The remaining 40% of the ranking is based on even more worthless data: a survey of “business professionals” who were asked to assess business school brands–not a school’s EMBA program–and the number of a school’s alumni in C-suite jobs of the Fortune 1000. The C-suite count also is not specific to EMBA programs and largely includes graduates of full-time MBA programs. Also problematic is the Fortune 1000 list is an antiquated measure of success limited to only publicly traded U.S. companies. There are no international corporations on the list nor are there any private companies or startups.

MANY EXCELLENT EMBA PROGRAMS ARE MISSING FROM THE RANKING

All that said, Fortune fails to provide each program’s underlying index scores for the ranking (those scores would lend more transparency to the list by showing users how far ahead one program is from another) nor does Fortune explain how school programs compare based on the three core components of the ranking. All told, Fortune ranks 30 EMBA programs, a number of which declined to cooperate with the list.

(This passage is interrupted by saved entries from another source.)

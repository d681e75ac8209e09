use core::cmp::Ordering;

use serde::{Deserialize, Serialize};

use ajaxlab_core::{Record, RecordId, Resource};

#[derive(Debug, Clone, PartialEq, Eq, Serialize, Deserialize)]
pub struct RestUser {
    pub id: RecordId,
    pub name: String,
    pub email: String,
    pub active: bool,
}

/// Client-supplied user state; PUT replaces all three fields.
#[derive(Debug, Clone, PartialEq, Eq)]
pub struct RestUserDraft {
    pub name: String,
    pub email: String,
    pub active: bool,
}

impl RestUserDraft {
    /// New users are active unless told otherwise.
    pub fn new(name: impl Into<String>, email: impl Into<String>) -> Self {
        Self {
            name: name.into(),
            email: email.into(),
            active: true,
        }
    }
}

impl Record for RestUser {
    fn id(&self) -> RecordId {
        self.id
    }

    fn assign_id(&mut self, id: RecordId) {
        self.id = id;
    }
}

impl Resource for RestUser {
    type Draft = RestUserDraft;
    const SORT_FIELDS: &'static [&'static str] = &["id", "name", "email", "active"];

    fn from_draft(draft: RestUserDraft) -> Self {
        Self {
            id: RecordId::UNASSIGNED,
            name: draft.name,
            email: draft.email,
            active: draft.active,
        }
    }

    fn replace_with(&mut self, draft: RestUserDraft) {
        self.name = draft.name;
        self.email = draft.email;
        self.active = draft.active;
    }

    fn matches_keyword(&self, keyword: &str) -> bool {
        self.name.contains(keyword)
    }

    fn compare_by(&self, other: &Self, field: &str) -> Ordering {
        match field {
            "name" => self.name.cmp(&other.name),
            "email" => self.email.cmp(&other.email),
            "active" => self.active.cmp(&other.active),
            _ => self.id.cmp(&other.id),
        }
    }
}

According to Fortune, “programs that didn’t complete the questionnaire were still included in the ranking. In order to do so, we collected most of their data by pulling it from their school website.”

The limited nature of the ranking also means that many excellent programs at high quality business schools are not in the ranking, from Indiana University’s Kelley School of Business and Washington University’s Olin Business School to UC-Irvine’s Merage School of Business and Notre Dame’s Mendoza College of Business. In the New York metro area, Fordham University and Rutgers University are not included in the ranking.

To be fair, rankings of Executive MBA programs tend to be all over the place, anyway. While Fortune ranks Yale second on this list, U.S. News places the school’s EMBA in 21st place while The Economist ranks it fifth best in the world. No less puzzling, Wharton’s Executive MBA is ranked 24th by the Financial Times in its global ranking. And while Duke University’s EMBA program is ranked 13th on the Fortune list, it gets a seventh-place finish in U.S. News, ranks 34th in the Financial Times, and 51st in The Economist. These highly divergent results should make everyone reading these rankings more than skeptical about the outcomes.